* WHAT YOU HAVE TO DO
Each line of the records below that holds "resolution" should be copied out.

* DATA FOR PROCESSING
-------------------------

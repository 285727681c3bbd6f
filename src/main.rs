//! erd-stream - Main Entry Point
//!
//! ```text
//! erd-stream [CONFIG]                      run a streaming session
//! erd-stream analyze DIR SESSION [CONFIG]  per-category ERD of a persisted session
//! erd-stream init-config [PATH]            write the default configuration
//! ```
//!
//! While a session runs, pressing Enter stops it.

use anyhow::{bail, Context};
use crossbeam_channel::{bounded, Receiver};
use erd_stream::{
    analysis::{calculate_erd_across_trials, ErdCalculator},
    config::{LoggingSettings, SessionConfig, DEFAULT_CONFIG_FILE},
    pipeline::{Session, SessionMessage},
    session::RecordedSession,
    types::StreamInfo,
};
use std::io::BufRead;
use std::path::{Path, PathBuf};
use std::time::Duration;
use tracing_appender::non_blocking::WorkerGuard;
use tracing_subscriber::{fmt, layer::SubscriberExt, util::SubscriberInitExt, EnvFilter};

const DEFAULT_LOG_FILTER: &str = "info,erd_stream=debug";

fn init_logging(settings: &LoggingSettings) -> Option<WorkerGuard> {
    let filter = EnvFilter::try_from_default_env().unwrap_or_else(|_| {
        EnvFilter::new(settings.filter.as_deref().unwrap_or(DEFAULT_LOG_FILTER))
    });

    let (file_layer, guard) = match &settings.log_dir {
        Some(dir) => {
            let appender = tracing_appender::rolling::daily(dir, "erd-stream.log");
            let (writer, guard) = tracing_appender::non_blocking(appender);
            (
                Some(fmt::layer().with_writer(writer).with_ansi(false)),
                Some(guard),
            )
        }
        None => (None, None),
    };

    tracing_subscriber::registry()
        .with(filter)
        .with(fmt::layer())
        .with(file_layer)
        .init();
    guard
}

fn load_config(path: Option<&str>) -> anyhow::Result<SessionConfig> {
    let path = path.unwrap_or(DEFAULT_CONFIG_FILE);
    let config = SessionConfig::load_or_default(path)
        .with_context(|| format!("Failed to load configuration from {}", path))?;
    Ok(config)
}

/// Signal on a channel whenever a line is read from stdin.
fn stdin_stop_signal() -> Receiver<()> {
    let (tx, rx) = bounded(1);
    std::thread::spawn(move || {
        let stdin = std::io::stdin();
        let mut line = String::new();
        while let Ok(n) = stdin.lock().read_line(&mut line) {
            if n == 0 {
                break;
            }
            let _ = tx.try_send(());
            line.clear();
        }
    });
    rx
}

fn run_session(config: SessionConfig) -> anyhow::Result<()> {
    let session = Session::from_config(config)?;
    if let Some(addr) = session.broadcast_addr() {
        tracing::info!("Consumers can connect to {}", addr);
    }
    let handle = session.spawn()?;
    let stop_rx = stdin_stop_signal();
    tracing::info!("Press Enter to stop");

    while !handle.is_finished() {
        if stop_rx.try_recv().is_ok() {
            tracing::info!("Stopping...");
            handle.stop();
        }
        match handle.bridge().recv_timeout(Duration::from_millis(200)) {
            Some(SessionMessage::Result(result)) => {
                tracing::info!(
                    "{} @ {}: ERD {}",
                    result.marker_description,
                    result.marker_stream_pos,
                    result
                        .erd_mean
                        .map(|v| format!("{:.1}%", v))
                        .unwrap_or_else(|| "undefined".to_string())
                );
            }
            Some(SessionMessage::Stats(stats)) => {
                tracing::debug!(
                    "{} samples, {} markers, {} results, {} consumers",
                    stats.samples,
                    stats.markers,
                    stats.results,
                    stats.consumers
                );
            }
            Some(_) | None => {}
        }
    }

    let summary = handle.join()?;
    println!(
        "Session '{}': {} results, {} overruns, {} computation failures, persistence {}",
        summary.session,
        summary.results(),
        summary.overruns(),
        summary.computation_failures(),
        if summary.persistence.complete {
            "complete"
        } else {
            "INCOMPLETE"
        }
    );
    if let Some(failure) = summary.failure {
        bail!("Session failed: {}", failure);
    }
    Ok(())
}

fn analyze(config: &SessionConfig, dir: &Path, session: &str) -> anyhow::Result<()> {
    let recording = RecordedSession::load(dir, session)?;
    let names = config.bind_stream(&StreamInfo {
        sample_rate: recording.sample_rate(),
        channel_names: recording.channel_names().to_vec(),
    })?;
    let mut calculator = ErdCalculator::new(config, names)?;
    let categories =
        calculate_erd_across_trials(&mut calculator, config, &recording.data, &recording.markers);

    println!(
        "{} ({:.1} s, {} markers), method: {}",
        session,
        recording.metadata.duration_seconds(),
        recording.markers.len(),
        calculator.method()
    );
    let fmt_erd = |v: Option<f64>| v.map(|v| format!("{:8.2}%", v)).unwrap_or_else(|| "     n/a".into());
    for c in categories {
        println!(
            "  {:<16} trials {:>4}  defined {:>4}  failed {:>4}  mean {}  power-avg {}",
            c.category,
            c.trials,
            c.defined,
            c.failed,
            fmt_erd(c.mean_erd),
            fmt_erd(c.power_averaged_erd)
        );
    }
    Ok(())
}

fn main() -> anyhow::Result<()> {
    let args: Vec<String> = std::env::args().skip(1).collect();

    match args.first().map(String::as_str) {
        Some("init-config") => {
            let path = PathBuf::from(args.get(1).map(String::as_str).unwrap_or(DEFAULT_CONFIG_FILE));
            if path.exists() {
                bail!("{} already exists", path.display());
            }
            SessionConfig::default().save(&path)?;
            println!("Wrote {}", path.display());
            Ok(())
        }
        Some("analyze") => {
            let (Some(dir), Some(session)) = (args.get(1), args.get(2)) else {
                bail!("usage: erd-stream analyze DIR SESSION [CONFIG]");
            };
            let config = load_config(args.get(3).map(String::as_str))?;
            let _guard = init_logging(&config.logging);
            analyze(&config, Path::new(dir), session)
        }
        path => {
            let config = load_config(path)?;
            let _guard = init_logging(&config.logging);
            tracing::info!("Starting erd-stream");
            run_session(config)
        }
    }
}
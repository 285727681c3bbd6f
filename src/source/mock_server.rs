//! Mock RDA server for development without an amplifier
//!
//! Serves synthetic EEG to every connected client over the RDA protocol:
//! per channel `i`, a `3 + 0.5·i` Hz and a `10 + 0.7·i` Hz sinusoid plus
//! uniform noise, with a marker every few seconds.
//!
//! # Example
//!
//! ```ignore
//! use erd_stream::source::mock_server::{MockRdaServer, MockServerConfig};
//!
//! let server = MockRdaServer::start("127.0.0.1:51244", MockServerConfig::default())?;
//! // ... connect a LiveSource to server.local_addr()
//! server.stop();
//! ```

use super::rda::{encode_stop, RdaData, RdaMarker, RdaStart};
use rand::rngs::StdRng;
use rand::{Rng, SeedableRng};
use std::f64::consts::PI;
use std::io::{ErrorKind, Write};
use std::net::{Shutdown, SocketAddr, TcpListener, TcpStream, ToSocketAddrs};
use std::sync::atomic::{AtomicBool, Ordering};
use std::sync::{Arc, Mutex, MutexGuard};
use std::thread::JoinHandle;
use std::time::{Duration, Instant};

/// What the mock server sends
#[derive(Debug, Clone, PartialEq)]
pub struct MockServerConfig {
    pub channel_names: Vec<String>,
    pub sample_rate: f64,
    /// Microvolts per raw unit
    pub resolution: f64,
    /// Samples per data message
    pub chunk: usize,
    pub marker_interval: Duration,
    pub marker_kind: String,
    /// Descriptions picked at random for each marker
    pub marker_descriptions: Vec<String>,
    /// Amplitude of the slow sinusoid on the first channel, in µV
    pub amplitude: f64,
    /// Peak uniform noise, in µV
    pub noise: f64,
    /// Send a stop message and exit after this long; run until stopped when unset
    pub duration: Option<Duration>,
    /// Pace messages in real time; when false, send as fast as possible
    pub realtime: bool,
}

impl Default for MockServerConfig {
    fn default() -> Self {
        Self {
            channel_names: ["Fp1", "Fp2", "C3", "C4", "Pz", "O1", "O2", "Cz"]
                .iter()
                .map(|s| s.to_string())
                .collect(),
            sample_rate: 500.0,
            resolution: 0.1,
            chunk: 50,
            marker_interval: Duration::from_secs(3),
            marker_kind: "Event".to_string(),
            marker_descriptions: vec!["Stimulus A".to_string(), "Stimulus B".to_string()],
            amplitude: 100.0,
            noise: 5.0,
            duration: None,
            realtime: true,
        }
    }
}

impl MockServerConfig {
    pub fn start_message(&self) -> RdaStart {
        RdaStart {
            sampling_interval_us: 1_000_000.0 / self.sample_rate,
            resolutions: vec![self.resolution; self.channel_names.len()],
            channel_names: self.channel_names.clone(),
        }
    }

    fn chunk_interval(&self) -> Duration {
        Duration::from_secs_f64(self.chunk as f64 / self.sample_rate)
    }
}

/// Produces consecutive data messages with continuous phase.
pub struct SignalGenerator {
    config: MockServerConfig,
    rng: StdRng,
    block: u32,
    sample: u64,
    next_marker: u64,
    marker_every: u64,
}

impl SignalGenerator {
    pub fn new(config: MockServerConfig) -> Self {
        let marker_every = (config.marker_interval.as_secs_f64() * config.sample_rate)
            .round()
            .max(1.0) as u64;
        Self {
            rng: StdRng::from_os_rng(),
            block: 0,
            sample: 0,
            next_marker: marker_every,
            marker_every,
            config,
        }
    }

    /// Index of the next sample to be generated
    pub fn position(&self) -> u64 {
        self.sample
    }

    fn value(&mut self, channel: usize, t: f64) -> f64 {
        let scale = self.config.amplitude / (channel as f64 + 1.0);
        let f1 = 3.0 + channel as f64 * 0.5;
        let f2 = 10.0 + channel as f64 * 0.7;
        let mut v = scale * (2.0 * PI * f1 * t).sin() + scale / 2.0 * (2.0 * PI * f2 * t + PI / 2.0).sin();
        if self.config.noise > 0.0 {
            v += self.rng.random_range(-self.config.noise..self.config.noise);
        }
        v
    }

    pub fn next_message(&mut self) -> RdaData {
        let channels = self.config.channel_names.len();
        let chunk = self.config.chunk.max(1);
        let mut samples = Vec::with_capacity(chunk * channels);
        for i in 0..chunk {
            let t = (self.sample + i as u64) as f64 / self.config.sample_rate;
            for ch in 0..channels {
                let uv = self.value(ch, t);
                samples.push((uv / self.config.resolution) as f32);
            }
        }

        let mut markers = Vec::new();
        let end = self.sample + chunk as u64;
        while self.next_marker < end && !self.config.marker_descriptions.is_empty() {
            let pick = self.rng.random_range(0..self.config.marker_descriptions.len());
            markers.push(RdaMarker {
                position: (self.next_marker - self.sample) as u32,
                points: 1,
                channel: -1,
                kind: self.config.marker_kind.clone(),
                description: self.config.marker_descriptions[pick].clone(),
            });
            self.next_marker += self.marker_every;
        }

        let message = RdaData {
            block: self.block,
            points: chunk as u32,
            samples,
            markers,
        };
        self.block = self.block.wrapping_add(1);
        self.sample = end;
        message
    }
}

type Clients = Arc<Mutex<Vec<TcpStream>>>;

fn lock(clients: &Clients) -> MutexGuard<'_, Vec<TcpStream>> {
    clients.lock().unwrap_or_else(|e| e.into_inner())
}

/// Serves one synthetic stream to all connected clients.
pub struct MockRdaServer {
    local_addr: SocketAddr,
    running: Arc<AtomicBool>,
    clients: Clients,
    handle: Option<JoinHandle<()>>,
}

impl MockRdaServer {
    pub fn start(addr: impl ToSocketAddrs, config: MockServerConfig) -> std::io::Result<Self> {
        let listener = TcpListener::bind(addr)?;
        listener.set_nonblocking(true)?;
        let local_addr = listener.local_addr()?;

        let running = Arc::new(AtomicBool::new(true));
        let clients: Clients = Arc::new(Mutex::new(Vec::new()));

        let thread_running = running.clone();
        let thread_clients = clients.clone();
        let handle = std::thread::Builder::new()
            .name("mock-rda".into())
            .spawn(move || serve(listener, config, thread_clients, thread_running))?;

        tracing::info!("Mock RDA server listening on {}", local_addr);
        Ok(Self {
            local_addr,
            running,
            clients,
            handle: Some(handle),
        })
    }

    pub fn local_addr(&self) -> SocketAddr {
        self.local_addr
    }

    pub fn client_count(&self) -> usize {
        lock(&self.clients).len()
    }

    pub fn is_running(&self) -> bool {
        self.running.load(Ordering::Relaxed)
    }

    /// Drop every client connection without a stop message.
    pub fn disconnect_clients(&self) {
        for client in lock(&self.clients).drain(..) {
            let _ = client.shutdown(Shutdown::Both);
        }
    }

    /// Send a stop message to all clients and shut down.
    pub fn stop(mut self) {
        self.shutdown();
    }

    fn shutdown(&mut self) {
        self.running.store(false, Ordering::Relaxed);
        if let Some(handle) = self.handle.take() {
            let _ = handle.join();
        }
    }
}

impl Drop for MockRdaServer {
    fn drop(&mut self) {
        self.shutdown();
    }
}

fn accept_pending(listener: &TcpListener, start: &[u8], clients: &Clients) {
    loop {
        match listener.accept() {
            Ok((mut stream, peer)) => {
                let _ = stream.set_nodelay(true);
                if stream.set_nonblocking(false).is_ok() && stream.write_all(start).is_ok() {
                    tracing::info!("Mock RDA client connected from {}", peer);
                    lock(clients).push(stream);
                }
            }
            Err(e) if e.kind() == ErrorKind::WouldBlock => break,
            Err(e) => {
                tracing::warn!("Mock RDA accept failed: {}", e);
                break;
            }
        }
    }
}

fn serve(listener: TcpListener, config: MockServerConfig, clients: Clients, running: Arc<AtomicBool>) {
    let start = config.start_message().encode();
    let interval = config.chunk_interval();
    let deadline = config.duration.map(|d| Instant::now() + d);
    let realtime = config.realtime;
    let mut generator = SignalGenerator::new(config);
    let mut next_send = Instant::now();

    while running.load(Ordering::Relaxed) {
        if deadline.is_some_and(|d| Instant::now() >= d) {
            break;
        }
        accept_pending(&listener, &start, &clients);

        if realtime {
            let now = Instant::now();
            if now < next_send {
                std::thread::sleep((next_send - now).min(Duration::from_millis(5)));
                continue;
            }
            next_send += interval;
        } else if lock(&clients).is_empty() {
            std::thread::sleep(Duration::from_millis(5));
            continue;
        }

        let message = generator.next_message().encode();
        lock(&clients).retain_mut(|client| match client.write_all(&message) {
            Ok(()) => true,
            Err(e) => {
                tracing::info!("Dropping mock RDA client: {}", e);
                false
            }
        });
    }

    let stop = encode_stop();
    for mut client in lock(&clients).drain(..) {
        let _ = client.write_all(&stop);
        let _ = client.shutdown(Shutdown::Both);
    }
    running.store(false, Ordering::Relaxed);
    tracing::info!("Mock RDA server stopped after {} samples", generator.position());
}
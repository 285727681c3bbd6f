//! Marker log (CSV)

use crate::error::{ErdError, Result};
use crate::types::Marker;
use chrono::{DateTime, Utc};
use serde::{Deserialize, Serialize};
use std::fs::File;
use std::path::Path;

#[derive(Debug, Serialize, Deserialize)]
struct MarkerRow {
    onset_sample: u64,
    description: String,
    timestamp: String,
    #[serde(rename = "type", default)]
    kind: String,
}

fn csv_error(e: csv::Error) -> ErdError {
    ErdError::Persistence(format!("marker log: {}", e))
}

/// Writes one row per marker.
pub struct MarkerLogWriter {
    writer: csv::Writer<File>,
    rows: u64,
}

impl MarkerLogWriter {
    pub fn create(path: impl AsRef<Path>) -> Result<Self> {
        let writer = csv::Writer::from_path(path.as_ref()).map_err(csv_error)?;
        Ok(Self { writer, rows: 0 })
    }

    pub fn write(&mut self, marker: &Marker) -> Result<()> {
        self.writer
            .serialize(MarkerRow {
                onset_sample: marker.onset,
                description: marker.description.clone(),
                timestamp: marker.received_at.to_rfc3339(),
                kind: marker.kind.clone(),
            })
            .map_err(csv_error)?;
        self.rows += 1;
        Ok(())
    }

    pub fn rows(&self) -> u64 {
        self.rows
    }

    pub fn flush(&mut self) -> Result<()> {
        self.writer.flush()?;
        Ok(())
    }
}

/// Read a marker log back in onset order.
///
/// Logs without a `type` column carry `type/description` in the description
/// field; those are split at the first `/`. In four-column logs the
/// description is taken verbatim, even when the type is empty.
pub fn read_markers(path: impl AsRef<Path>) -> Result<Vec<Marker>> {
    let mut reader = csv::Reader::from_path(path.as_ref()).map_err(csv_error)?;
    let legacy = !reader.headers().map_err(csv_error)?.iter().any(|h| h == "type");
    let mut markers = Vec::new();
    for row in reader.deserialize::<MarkerRow>() {
        let row = row.map_err(csv_error)?;
        let mut marker = if legacy {
            Marker::from_annotation(row.onset_sample, &row.description)
        } else {
            Marker::new(row.onset_sample, row.kind, row.description)
        };
        if let Ok(ts) = DateTime::parse_from_rfc3339(&row.timestamp) {
            marker = marker.with_received_at(ts.with_timezone(&Utc));
        }
        markers.push(marker);
    }
    markers.sort_by_key(|m| m.onset);
    Ok(markers)
}

#[cfg(test)]
mod tests {
    use super::*;
    use tempfile::tempdir;

    #[test]
    fn test_write_then_read() {
        let dir = tempdir().unwrap();
        let path = dir.path().join("m.csv");

        let mut log = MarkerLogWriter::create(&path).unwrap();
        log.write(&Marker::new(1000, "Stimulus", "S  1")).unwrap();
        log.write(&Marker::new(2500, "Comment", "left, then right \"cue\""))
            .unwrap();
        assert_eq!(log.rows(), 2);
        log.flush().unwrap();
        drop(log);

        let header = std::fs::read_to_string(&path).unwrap();
        assert!(header.starts_with("onset_sample,description,timestamp,type"));

        let markers = read_markers(&path).unwrap();
        assert_eq!(markers.len(), 2);
        assert_eq!(markers[0].onset, 1000);
        assert_eq!(markers[0].description, "S  1");
        assert_eq!(markers[1].description, "left, then right \"cue\"");
        assert_eq!(markers[1].kind, "Comment");
    }

    #[test]
    fn test_empty_kind_keeps_description() {
        let dir = tempdir().unwrap();
        let path = dir.path().join("m.csv");

        let mut log = MarkerLogWriter::create(&path).unwrap();
        log.write(&Marker::new(10, "", "left/right")).unwrap();
        log.write(&Marker::new(20, "Stimulus", "S  1/a")).unwrap();
        log.flush().unwrap();
        drop(log);

        let markers = read_markers(&path).unwrap();
        assert_eq!(markers[0].kind, "");
        assert_eq!(markers[0].description, "left/right");
        assert_eq!(markers[1].kind, "Stimulus");
        assert_eq!(markers[1].description, "S  1/a");
    }

    #[test]
    fn test_three_column_log_splits_annotation() {
        let dir = tempdir().unwrap();
        let path = dir.path().join("old.csv");
        std::fs::write(
            &path,
            "onset_sample,description,timestamp\n\
             750,Stimulus/S  2,2024-03-01T10:00:00Z\n\
             250,Stimulus/S  1,2024-03-01T09:59:59Z\n",
        )
        .unwrap();

        let markers = read_markers(&path).unwrap();
        assert_eq!(markers[0].onset, 250);
        assert_eq!(markers[0].kind, "Stimulus");
        assert_eq!(markers[0].description, "S  1");
        assert_eq!(markers[1].description, "S  2");
    }
}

-------------------------

* TASK SOLUTION
    pub resolution: f64,
            resolution: 0.1,
            resolutions: vec![self.resolution; self.channel_names.len()],
                samples.push((uv / self.config.resolution) as f32);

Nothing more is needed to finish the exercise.